Ante tantas historias o vidas de la Virgen María, con sus once mil y pico de nombres y el título de Madre de Dios, que son otras tantas blasfemias que rebajan la dignidad de la Madre Natural, ponen en entredicho su grandeza y la de Jesús y tratan de loco al verdadero, al Creador, la razón se rebela, el corazón se ve lastimado de dolor y la conciencia al hacerse luz rechaza esas majaderías que en virtud agiotista han inventado los vampiros de la grey cristiana.

Sin embargo, aún hay que darles gracias por haber dicho tantas inverosimilitudes porque han adelantado la hora de la verdad; pero son reos de abuso y de Lesa Deidad y la generación presente les dará su pago con significativo desprecio.

Ha llegado el Siglo XX, siglo de la verdad y es necesario decirla y retar a los que tengan testimonios para negar lo que aquí se dirá de tan excelsa mujer, que lo fue por su propia fuerza y nada debe a lo sobrenatural.

Al corazón amante causa indignación ver la virtud por obra de gracia y no por adquirida por propios méritos y el alma que siente las leyes del Creador que rigen a los seres, protesta de tamañas iniquidades.
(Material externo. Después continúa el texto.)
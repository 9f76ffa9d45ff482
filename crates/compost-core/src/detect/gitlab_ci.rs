//! GitLab CI detector.

use super::env::{expect_var, optional_var, require_var};
use super::{resolve_target, DetectOptions, DetectResult, Detector, Env};
use crate::error::Result;
use crate::target::{PlatformCredentials, GITLAB};

/// Recognises a GitLab CI job.
///
/// Merge request pipelines target the merge request (`CI_MERGE_REQUEST_IID`);
/// branch pipelines target `CI_COMMIT_SHA`.
#[derive(Debug, Clone)]
pub struct GitLabCiDetector<E> {
    env: E,
}

impl<E: Env> GitLabCiDetector<E> {
    pub fn new(env: E) -> Self {
        Self { env }
    }
}

impl<E: Env> Detector for GitLabCiDetector<E> {
    fn display_name(&self) -> &str {
        "GitLab CI"
    }

    fn detect(&self, opts: &DetectOptions) -> Result<DetectResult> {
        let env: &dyn Env = &self.env;

        expect_var(env, "GITLAB_CI", "true")?;
        let token = require_var(env, "GITLAB_TOKEN", true)?;
        let project = require_var(env, "CI_PROJECT_PATH", false)?;
        let server_url = optional_var(env, "CI_SERVER_URL", false);

        let target = resolve_target(
            opts.target_type,
            || Ok(optional_var(env, "CI_MERGE_REQUEST_IID", false)),
            || Ok(optional_var(env, "CI_COMMIT_SHA", false)),
        )?;

        Ok(DetectResult {
            platform: GITLAB.to_string(),
            project,
            target_type: target.target_type,
            target_ref: target.target_ref,
            credentials: PlatformCredentials::new(Some(token), server_url),
        })
    }
}
//! Primitives for dealing with self-referential data.
//!
//! ELF and DWARF objects borrow from the bytes that back them (a memory-
//! mapped file, a `Vec<u8>`, or a decompressed section buffer), but Rust has
//! no built-in way to store an owner and a borrow of it in the same struct.
//! [`SelfCell`] works around this by coercing the dependent type's lifetime
//! down to the lifetime of the borrow at construction time, relying on the
//! owner's address never moving ([`StableDeref`]).

use std::ops::Deref;

pub use stable_deref_trait::StableDeref;

/// Downcasts a dependent type's lifetime bound to the lifetime of a borrow
/// of `self`.
///
/// Implement this for any type with a lifetime parameter that should be
/// storable inside a [`SelfCell`]: define `Ref` as `Self` with every
/// dependent lifetime set to `'slf`, and return `self`.
///
/// ```rust
/// use elfstack_common::AsSelf;
///
/// struct Frame<'a>(&'a str);
///
/// impl<'slf> AsSelf<'slf> for Frame<'_> {
///     type Ref = Frame<'slf>;
///
///     fn as_self(&'slf self) -> &Self::Ref {
///         self
///     }
/// }
/// ```
pub trait AsSelf<'slf> {
    /// `Self` with all dependent lifetimes downcast to `'slf`.
    type Ref: ?Sized;

    /// Returns `self` with its lifetime bound coerced to `'slf`.
    fn as_self(&'slf self) -> &Self::Ref;
}

impl AsSelf<'_> for u8 {
    type Ref = u8;

    fn as_self(&self) -> &Self::Ref {
        self
    }
}

impl AsSelf<'_> for str {
    type Ref = str;

    fn as_self(&self) -> &Self::Ref {
        self
    }
}

impl<'slf, T> AsSelf<'slf> for [T]
where
    T: AsSelf<'slf>,
    T::Ref: Sized,
{
    type Ref = [T::Ref];

    fn as_self(&'slf self) -> &Self::Ref {
        unsafe { &*(self as *const [T] as *const [T::Ref]) }
    }
}

impl<'slf, T> AsSelf<'slf> for &'slf T
where
    T: AsSelf<'slf> + ?Sized,
{
    type Ref = T::Ref;

    fn as_self(&'slf self) -> &Self::Ref {
        (*self).as_self()
    }
}

impl<'slf, T> AsSelf<'slf> for Vec<T>
where
    T: AsSelf<'slf>,
    T::Ref: Sized,
{
    type Ref = [T::Ref];

    fn as_self(&'slf self) -> &Self::Ref {
        (**self).as_self()
    }
}

impl<'slf, T> AsSelf<'slf> for std::sync::Arc<T>
where
    T: AsSelf<'slf>,
{
    type Ref = T::Ref;

    fn as_self(&'slf self) -> &Self::Ref {
        (**self).as_self()
    }
}

/// A derived object stored alongside the owner it borrows from.
///
/// **Safety note**: this builds on [`StableDeref`] and [`AsSelf`] to give
/// somewhat safe self-reference. Prefer restructuring around a borrow in an
/// outer scope where that is practical; reach for this only where the
/// derived object genuinely must be co-owned with its backing bytes (e.g. a
/// parsed DWARF unit borrowing from the section bytes of its `ElfObject`).
#[derive(Clone, Debug)]
pub struct SelfCell<O, D>
where
    O: StableDeref,
{
    owner: O,
    derived: D,
}

impl<'slf, O, T> SelfCell<O, T>
where
    O: StableDeref + 'slf,
    T: AsSelf<'slf>,
{
    /// Creates a new `SelfCell`.
    ///
    /// # Safety
    ///
    /// `derive` receives a raw pointer to the owned data. The borrow used to
    /// build the derived object must not escape the callback.
    #[inline]
    pub fn new<F>(owner: O, derive: F) -> Self
    where
        F: FnOnce(*const <O as Deref>::Target) -> T,
    {
        let derived = derive(owner.deref() as *const _);
        SelfCell { owner, derived }
    }

    /// Creates a new `SelfCell` that may fail to construct.
    ///
    /// # Safety
    ///
    /// Same constraint as [`SelfCell::new`].
    #[inline]
    pub fn try_new<E, F>(owner: O, derive: F) -> Result<Self, E>
    where
        F: FnOnce(*const <O as Deref>::Target) -> Result<T, E>,
    {
        let derived = derive(owner.deref() as *const _)?;
        Ok(SelfCell { owner, derived })
    }

    /// Returns a reference to the owner of this cell.
    #[inline(always)]
    pub fn owner(&self) -> &O {
        &self.owner
    }

    /// Returns a safe reference to the derived object.
    #[inline(always)]
    pub fn get(&'slf self) -> &'slf <T as AsSelf<'slf>>::Ref {
        self.derived.as_self()
    }
}

#[cfg(test)]
mod tests {
    use super::*;
    use similar_asserts::assert_eq;

    #[derive(Debug, PartialEq)]
    struct Frame<'a>(&'a str);

    impl<'slf> AsSelf<'slf> for Frame<'_> {
        type Ref = Frame<'slf>;

        fn as_self(&'slf self) -> &Self::Ref {
            self
        }
    }

    #[test]
    fn test_new() {
        let cell = SelfCell::new(String::from("main+0x10"), |s| Frame(unsafe { &*s }));
        assert_eq!(cell.get().0, "main+0x10");
    }

    #[test]
    fn test_try_new_err() {
        #[derive(Debug)]
        struct Empty;

        fn parse(s: &str) -> Result<Frame<'_>, Empty> {
            if s.is_empty() {
                Err(Empty)
            } else {
                Ok(Frame(s))
            }
        }

        let ok = SelfCell::try_new(String::from("main"), |s| parse(unsafe { &*s }));
        ok.expect("non-empty string parses");

        let err = SelfCell::try_new(String::new(), |s| parse(unsafe { &*s }));
        err.expect_err("empty string should fail");
    }
}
El Espíritu celoso de la gloria del Creador y que en su individualidad sabe que todo lo ha hecho bien, cuando ha hecho fuerzas suficientes para aclarar los hechos falsamente sostenidos por el Castillo del Dogma, sale en defensa de la verdad y pone las cosas en el lugar que le corresponden sin temer a la intriga ni a la asquerosa excomunión de que siempre se valieron los monopolizadores de la grandeza de esta mujer a la que endiosaron en detrimento de su misma grandeza e hicieron objeto de adoración, que sólo el Creador merece y sólo a ÉL debe tributársele.

Vamos a descubrir a la humanidad la verdad de las cosas y no temo que al saber esta verdad, esta humanidad pierda su confianza en esta Gran Mujer y Esposa y Madre como todas las madres, sino que estoy convencido de que la amaremos aun más, pero sin divinizarla y esto es lo que a su Espíritu Elevado le llenará de la alegría de verse grande por su propia grandeza y no habrá una sola madre que no la tome como ejemplo, ni habrá un alma en la humanidad terrestre que no la llame por su propio nombre en su ayuda, pues su poder se acrecentará por el hecho de que ahora cuando la llamamos, siempre acude pero siempre llena de dolor por nuestros equívocos y entonces nos oirá con alegría y el que acude alegre a la cita del necesitado puede mucho más que presentándose dolorido.

Aceptemos a María como Madre de la humanidad, redimida por sus hijos con Jesús en cuanto estos sembraron las semillas de redención, pero aceptémosla en su verdadera grandeza, siendo Madre fecunda de siete hijos y Madre adoptiva de otros cinco más, que su esposo José llevole como regalo de boda.

¡Sí, Madre Querida!, hora es de que mis hermanos te conozcan GRANDE EN TODA TU GRANDEZA y las madres copien en sus almas tu grandeza de Madre.

Este es mi propósito y mi Juramento y a cumplirlo voy.